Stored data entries

-------------------------

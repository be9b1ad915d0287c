//! All-destinations variant of the shortest-path solver.

use std::cmp::Ordering;
use std::collections::HashMap;

use crate::error::Result;
use crate::graph::Graph;
use crate::model::WaypointId;
use crate::path::{resolve_node, run_dijkstra};

/// Shortest distances from one waypoint to every node of the graph.
#[derive(Debug, Clone, PartialEq)]
pub struct Reachability {
    pub start: WaypointId,
    /// Every node of the graph; unreachable nodes map to `f64::INFINITY`.
    pub distances: HashMap<WaypointId, f64>,
    /// Predecessor on the shortest path; `None` for the start and for
    /// unreachable nodes.
    pub predecessors: HashMap<WaypointId, Option<WaypointId>>,
}

impl Reachability {
    /// Shortest distance to `waypoint`, `None` when unknown or unreachable.
    pub fn distance(&self, waypoint: &str) -> Option<f64> {
        self.distances
            .get(waypoint)
            .copied()
            .filter(|distance| distance.is_finite())
    }

    /// Waypoints with `0 < distance <= max_distance`, nearest first.
    pub fn within(&self, max_distance: f64) -> Vec<(WaypointId, f64)> {
        let mut reachable: Vec<(WaypointId, f64)> = self
            .distances
            .iter()
            .filter(|(_, &distance)| {
                distance.is_finite() && distance > 0.0 && distance <= max_distance
            })
            .map(|(id, &distance)| (id.clone(), distance))
            .collect();

        reachable.sort_by(|a, b| compare_distance(a.1, b.1).then_with(|| a.0.cmp(&b.0)));
        reachable
    }

    /// Walk the predecessor chain back to the start.
    pub fn path_to(&self, waypoint: &str) -> Option<Vec<WaypointId>> {
        self.distance(waypoint)?;

        let mut path = vec![waypoint.to_string()];
        let mut current = waypoint;
        while let Some(Some(parent)) = self.predecessors.get(current) {
            path.push(parent.clone());
            current = parent;
        }
        path.reverse();
        Some(path)
    }
}

/// Run Dijkstra from `start` over the whole graph, without early termination
/// and without edge filtering.
pub fn solve_all(graph: &Graph, start: &str) -> Result<Reachability> {
    let start = resolve_node(graph, start)?;
    let state = run_dijkstra(graph, start, None, None);

    let mut distances = HashMap::with_capacity(graph.node_count());
    let mut predecessors = HashMap::with_capacity(graph.node_count());

    for node in graph.nodes() {
        let distance = state.distances.get(node).copied().unwrap_or(f64::INFINITY);
        distances.insert(node.to_string(), distance);
        let parent = state
            .parents
            .get(node)
            .map(|(parent, _)| parent.to_string());
        predecessors.insert(node.to_string(), parent);
    }

    Ok(Reachability {
        start: start.to_string(),
        distances,
        predecessors,
    })
}

fn compare_distance(a: f64, b: f64) -> Ordering {
    a.partial_cmp(&b).unwrap_or(Ordering::Greater)
}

-------------------------

- _Task description_:
All lines from the one with "pub fn path_to(&self, waypoint: &str)" to the end of the entries above are to be written out exactly, the first and last included.

- _Result_:
    pub fn path_to(&self, waypoint: &str) -> Option<Vec<WaypointId>> {
        self.distance(waypoint)?;

        let mut path = vec![waypoint.to_string()];
        let mut current = waypoint;
        while let Some(Some(parent)) = self.predecessors.get(current) {
            path.push(parent.clone());
            current = parent;
        }
        path.reverse();
        Some(path)
    }
}

/// Run Dijkstra from `start` over the whole graph, without early termination
/// and without edge filtering.
pub fn solve_all(graph: &Graph, start: &str) -> Result<Reachability> {
    let start = resolve_node(graph, start)?;
    let state = run_dijkstra(graph, start, None, None);

    let mut distances = HashMap::with_capacity(graph.node_count());
    let mut predecessors = HashMap::with_capacity(graph.node_count());

    for node in graph.nodes() {
        let distance = state.distances.get(node).copied().unwrap_or(f64::INFINITY);
        distances.insert(node.to_string(), distance);
        let parent = state
            .parents
            .get(node)
            .map(|(parent, _)| parent.to_string());
        predecessors.insert(node.to_string(), parent);
    }

    Ok(Reachability {
        start: start.to_string(),
        distances,
        predecessors,
    })
}

fn compare_distance(a: f64, b: f64) -> Ordering {
    a.partial_cmp(&b).unwrap_or(Ordering::Greater)
}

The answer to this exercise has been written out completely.